4573 Background: EV is used for treatment-refractory aUC with activity also noted in a frontline trial. Independent biomarkers associated with EV treatment outcomes are lacking. Methods: UNITE is a multi-site retrospective study of pts treated with EV and other agents. In this analysis we included pts treated with EV monotherapy and available next generation sequencing (NGS) data. Assessed biomarkers included genomic alterations (alts) in ≥5% of pts, tumor mutation burden (TMB) and PD-L1 expression. Pts were evaluable for observed response rate (ORR) if they had scans after ≥1 EV cycle. Biomarkers were evaluated individually in univariate analyses (UVA) and in separate multivariate analyses (MVA) which accounted for clinical variables. Progression-free survival (PFS) and overall survival (OS) from EV start were assessed using Kaplan Meier method and cox proportional hazard (cph) modeling. ORR was assessed using logistic regression.
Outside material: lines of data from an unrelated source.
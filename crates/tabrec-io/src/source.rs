//! Opening inputs with a fixed-capacity read buffer.
//!
//! `-` names standard input, so any operand can be piped. The capacity
//! only bounds read-ahead; lines longer than the buffer still work.

use std::fs::File;
use std::io::{self, BufReader, Read};
use std::path::Path;

/// Default read-ahead capacity per input.
pub const DEFAULT_READ_BUF_BYTES: usize = 64 * 1024;

/// Open `path` (or stdin for `-`) as a buffered byte source.
pub fn open_input(path: &Path, capacity: usize) -> io::Result<BufReader<Box<dyn Read>>> {
    let inner: Box<dyn Read> = if path.as_os_str() == "-" {
        Box::new(io::stdin())
    } else {
        Box::new(File::open(path)?)
    };
    Ok(BufReader::with_capacity(capacity, inner))
}
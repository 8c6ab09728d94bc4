//! tabrec CLI: streaming relational operators over key-sorted
//! tab-separated text.

use std::io::{self, BufWriter, Write};
use std::path::PathBuf;
use std::process::ExitCode;

use clap::{Parser, Subcommand};
use tabrec_engine::{BindOptions, DiffOptions, MergeOptions, ReadOptions, SummaryFormat};
use tabrec_io::open_input;

#[derive(Parser)]
#[command(name = "tabrec")]
#[command(about = "Streaming merge/diff/rbind over sorted tab-separated text", long_about = None)]
struct Cli {
    #[command(subcommand)]
    command: Commands,
}

#[derive(Subcommand)]
enum Commands {
    /// Join two key-sorted files on a formula (outer join on demand)
    Merge {
        /// Left input (`-` for stdin)
        left: PathBuf,
        /// Right input (`-` for stdin)
        right: PathBuf,
        /// Join formula: `tok(+tok)*`, tokens are 1-based column
        /// numbers, names, or `left=right` pairs
        formula: String,

        /// Treat the first line of each input as a header
        #[arg(short = 'H', long)]
        header: bool,

        /// Print the unified column names first
        #[arg(short = 'c', long)]
        col_names: bool,

        /// Keep unmatched rows: `l`/`x` left, `r`/`y` right, both when
        /// no side is given
        #[arg(short, long, value_name = "SIDE", num_args = 0..=1, default_missing_value = "both")]
        all: Option<String>,
    },

    /// List cell-level changes between two key-sorted files
    Changes {
        /// Old input (`-` for stdin)
        left: PathBuf,
        /// New input (`-` for stdin)
        right: PathBuf,
        /// Formula `join_group [~ context_group]`
        formula: String,

        /// Treat the first line of each input as a header
        #[arg(short = 'H', long)]
        header: bool,

        /// Print the unified column names first
        #[arg(short = 'c', long)]
        col_names: bool,

        /// Print a tally instead of rows; `brief` gives one
        /// tab-separated line of eight counts
        #[arg(short, long, value_name = "FORMAT", num_args = 0..=1, default_missing_value = "report")]
        summary: Option<String>,
    },

    /// Concatenate files by unified header
    Rbind {
        /// Inputs; the first line of each is its header
        #[arg(required = true)]
        files: Vec<PathBuf>,

        /// Print the unified column names first
        #[arg(short = 'c', long)]
        col_names: bool,
    },
}

fn main() -> ExitCode {
    tracing_subscriber::fmt()
        .with_env_filter(
            tracing_subscriber::EnvFilter::try_from_default_env()
                .unwrap_or_else(|_| tracing_subscriber::EnvFilter::new("warn")),
        )
        .with_writer(io::stderr)
        .init();

    let cli = Cli::parse();
    match dispatch(cli.command) {
        Ok(()) => ExitCode::SUCCESS,
        Err(e) => {
            eprintln!("Error: {}", e.message);
            ExitCode::from(e.code)
        }
    }
}

struct CliError {
    message: String,
    code: u8,
}

impl From<tabrec_engine::EngineError> for CliError {
    fn from(e: tabrec_engine::EngineError) -> Self {
        CliError {
            message: e.to_string(),
            code: e.exit_code() as u8,
        }
    }
}

impl From<io::Error> for CliError {
    fn from(e: io::Error) -> Self {
        CliError {
            message: e.to_string(),
            code: 1,
        }
    }
}

fn dispatch(cmd: Commands) -> Result<(), CliError> {
    let stdout = io::stdout();
    let mut out = BufWriter::new(stdout.lock());
    match cmd {
        Commands::Merge {
            left,
            right,
            formula,
            header,
            col_names,
            all,
        } => {
            let (keep_left, keep_right) = outer_flags(all.as_deref());
            let opts = MergeOptions {
                read: ReadOptions {
                    header,
                    ..Default::default()
                },
                col_names,
                keep_left,
                keep_right,
            };
            let fx = open_input(&left, opts.read.buffer_bytes)
                .map_err(|e| open_error(&left, &e))?;
            let fy = open_input(&right, opts.read.buffer_bytes)
                .map_err(|e| open_error(&right, &e))?;
            tabrec_engine::merge(fx, fy, &formula, &opts, &mut out)?;
        }
        Commands::Changes {
            left,
            right,
            formula,
            header,
            col_names,
            summary,
        } => {
            let opts = DiffOptions {
                read: ReadOptions {
                    header,
                    ..Default::default()
                },
                col_names,
                summary: summary.as_deref().map(summary_format),
            };
            let fx = open_input(&left, opts.read.buffer_bytes)
                .map_err(|e| open_error(&left, &e))?;
            let fy = open_input(&right, opts.read.buffer_bytes)
                .map_err(|e| open_error(&right, &e))?;
            tabrec_engine::changes(fx, fy, &formula, &opts, &mut out)?;
        }
        Commands::Rbind { files, col_names } => {
            let opts = BindOptions {
                col_names,
                ..Default::default()
            };
            let mut readers = Vec::with_capacity(files.len());
            for f in &files {
                readers.push(open_input(f, opts.buffer_bytes).map_err(|e| open_error(f, &e))?);
            }
            tabrec_engine::rbind(readers, &opts, &mut out)?;
        }
    }
    out.flush()?;
    Ok(())
}

fn open_error(path: &PathBuf, e: &io::Error) -> CliError {
    CliError {
        message: format!("cannot open `{}' for reading: {}", path.display(), e),
        code: 1,
    }
}

/// `--all` side selection: no value keeps both, otherwise the first
/// character picks the side (`l`/`x` left, `r`/`y` right).
fn outer_flags(all: Option<&str>) -> (bool, bool) {
    match all {
        None => (false, false),
        Some("both") => (true, true),
        Some(s) => {
            let first = s.as_bytes().first().copied();
            (
                matches!(first, Some(b'l') | Some(b'x')),
                matches!(first, Some(b'r') | Some(b'y')),
            )
        }
    }
}

fn summary_format(s: &str) -> SummaryFormat {
    if s == "brief" {
        SummaryFormat::Brief
    } else {
        SummaryFormat::Report
    }
}
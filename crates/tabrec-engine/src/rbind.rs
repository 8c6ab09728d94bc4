//! Row-bind: concatenate any number of inputs by unified schema.
//!
//! The first line of every input is read as its header and interned, so
//! the dictionary fixes a unified column order before any data flows.
//! Rows are then re-emitted with columns rearranged to dictionary order,
//! empty fields where an input lacks a column. Inputs already laid out
//! in dictionary order take a fast path that appends the padding to the
//! raw line.

use std::io::{BufRead, Write};

use tabrec_core::{tokenize, Error, HeaderDict};
use tabrec_io::LineCursor;
use tracing::warn;

use crate::error::{EngineError, Result};
use crate::options::BindOptions;

struct BindInput<R> {
    cursor: LineCursor<R>,
    ncols: usize,
    /// Local column → dictionary index.
    perm: Vec<usize>,
}

pub fn rbind<R, W>(inputs: Vec<R>, opts: &BindOptions, mut out: W) -> Result<()>
where
    R: BufRead,
    W: Write,
{
    let mut dict = HeaderDict::new();
    let mut bound = Vec::with_capacity(inputs.len());
    let mut buf = Vec::new();
    let mut offs = Vec::new();

    // Pass 1: unify every input's header before any data is emitted.
    for (idx, reader) in inputs.into_iter().enumerate() {
        let mut cursor = LineCursor::new(reader);
        if !cursor.read_line(&mut buf)? {
            warn!(input = idx, "empty input, skipping");
            continue;
        }
        let ncols = tokenize::count_columns(&buf);
        tokenize::tokenize_into(&mut offs, ncols, &buf);
        let mut perm = Vec::with_capacity(ncols);
        for i in 0..ncols {
            perm.push(dict.intern(tokenize::field(&buf, &offs, i))?);
        }
        bound.push(BindInput {
            cursor,
            ncols,
            perm,
        });
    }

    if opts.col_names && !dict.is_empty() {
        out.write_all(&dict.header_line())?;
    }

    // Pass 2: stream each input through its permutation. A short row
    // aborts that input but later inputs still run; the first recorded
    // error decides the exit code.
    let nhof = dict.len();
    let mut first_err: Option<EngineError> = None;
    for input in &mut bound {
        if let Err(e) = copy_input(input, nhof, &mut buf, &mut offs, &mut out) {
            if first_err.is_none() {
                first_err = Some(e);
            }
        }
    }
    out.flush()?;
    match first_err {
        Some(e) => Err(e),
        None => Ok(()),
    }
}

fn copy_input<R, W>(
    input: &mut BindInput<R>,
    nhof: usize,
    buf: &mut Vec<u8>,
    offs: &mut Vec<usize>,
    out: &mut W,
) -> Result<()>
where
    R: BufRead,
    W: Write,
{
    let ncols = input.ncols;
    let identity = input.perm.iter().enumerate().all(|(i, &d)| i == d);
    let mut inverse = vec![None; nhof];
    for (local, &d) in input.perm.iter().enumerate() {
        inverse[d] = Some(local);
    }

    // Physical line number; the header was line 1.
    let mut lineno: u64 = 1;
    while input.cursor.read_line(buf)? {
        lineno += 1;
        let nf = tokenize::tokenize_into(offs, ncols, buf);
        if nf < ncols {
            return Err(Error::ShortRow {
                line: lineno,
                got: nf,
                want: ncols,
            }
            .into());
        }
        if identity {
            out.write_all(&buf[..offs[ncols] - 1])?;
            for _ in ncols..nhof {
                out.write_all(b"\t")?;
            }
            out.write_all(b"\n")?;
        } else {
            for (i, local) in inverse.iter().enumerate() {
                if i > 0 {
                    out.write_all(b"\t")?;
                }
                if let Some(c) = local {
                    out.write_all(tokenize::field(buf, offs, *c))?;
                }
            }
            out.write_all(b"\n")?;
        }
    }
    Ok(())
}

#[cfg(test)]
mod tests {
    use super::*;
    use std::io::Cursor;

    fn run(inputs: &[&str], col_names: bool) -> (Vec<u8>, Result<()>) {
        let readers: Vec<Cursor<Vec<u8>>> = inputs
            .iter()
            .map(|s| Cursor::new(s.as_bytes().to_vec()))
            .collect();
        let opts = BindOptions {
            col_names,
            ..Default::default()
        };
        let mut out = Vec::new();
        let r = rbind(readers, &opts, &mut out);
        (out, r)
    }

    #[test]
    fn identical_schemas_concatenate() {
        let (out, r) = run(&["a\tb\n1\t2\n", "a\tb\n3\t4\n"], true);
        r.unwrap();
        assert_eq!(out, b"a\tb\n1\t2\n3\t4\n");
    }

    #[test]
    fn disjoint_columns_pad_with_empties() {
        let (out, r) = run(&["a\n1\n", "b\n2\n"], true);
        r.unwrap();
        assert_eq!(out, b"a\tb\n1\t\n\t2\n");
    }

    #[test]
    fn reordered_schema_is_permuted_into_unified_order() {
        let (out, r) = run(&["a\tb\n1\t2\n", "b\ta\n3\t4\n"], false);
        r.unwrap();
        assert_eq!(out, b"1\t2\n4\t3\n");
    }

    #[test]
    fn short_row_aborts_that_input_only() {
        let (out, r) = run(&["a\tb\n1\t2\nonly_one\n", "a\tb\n9\t8\n"], false);
        let err = r.unwrap_err();
        assert_eq!(err.exit_code(), 2);
        assert_eq!(out, b"1\t2\n9\t8\n");
    }
}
Results: Among 303 pts with NGS treated with EV monotherapy at 16 US sites, 207 had TMB and 146 had PD-L1 data. Median age was 70; 218 (72%) men, 262 (87%) White, 196 (66%) with pure urothelial histology, 212 (71%) with lower tract primary tumor, 204 (67%) had ≥2 prior therapies. ORR was 53% (140/264); mPFS was 6.0 mos, mOS was 13.1 mos. In UVA, longer OS was associated with higher Hgb, albumin and GFR (>30cc/min), lower neutrophil to lymphocyte ratio, older age, and absence of liver mets. MVA included these variables along with histology as covariates. In multivariate cph models, better outcomes were associated with alts in ERBB2, KDM6A and PIK3CA, while inferior outcomes with low TMB (<10 Mut/Mb) and high PD-L1 (CPS ≥ 10). Conclusions: MVA of this large, multi-site, retrospective cohort of aUC pts, identified several putative biomarkers independently associated with EV treatment outcomes. Longer OS was associated with ERBB2 and KDM6A alts, low PD-L1 and high TMB. Limitations include lack of central scan review, pt selection and confounding biases. These findings require external validation, while their underlying mechanisms merit translational study. [Table: see text]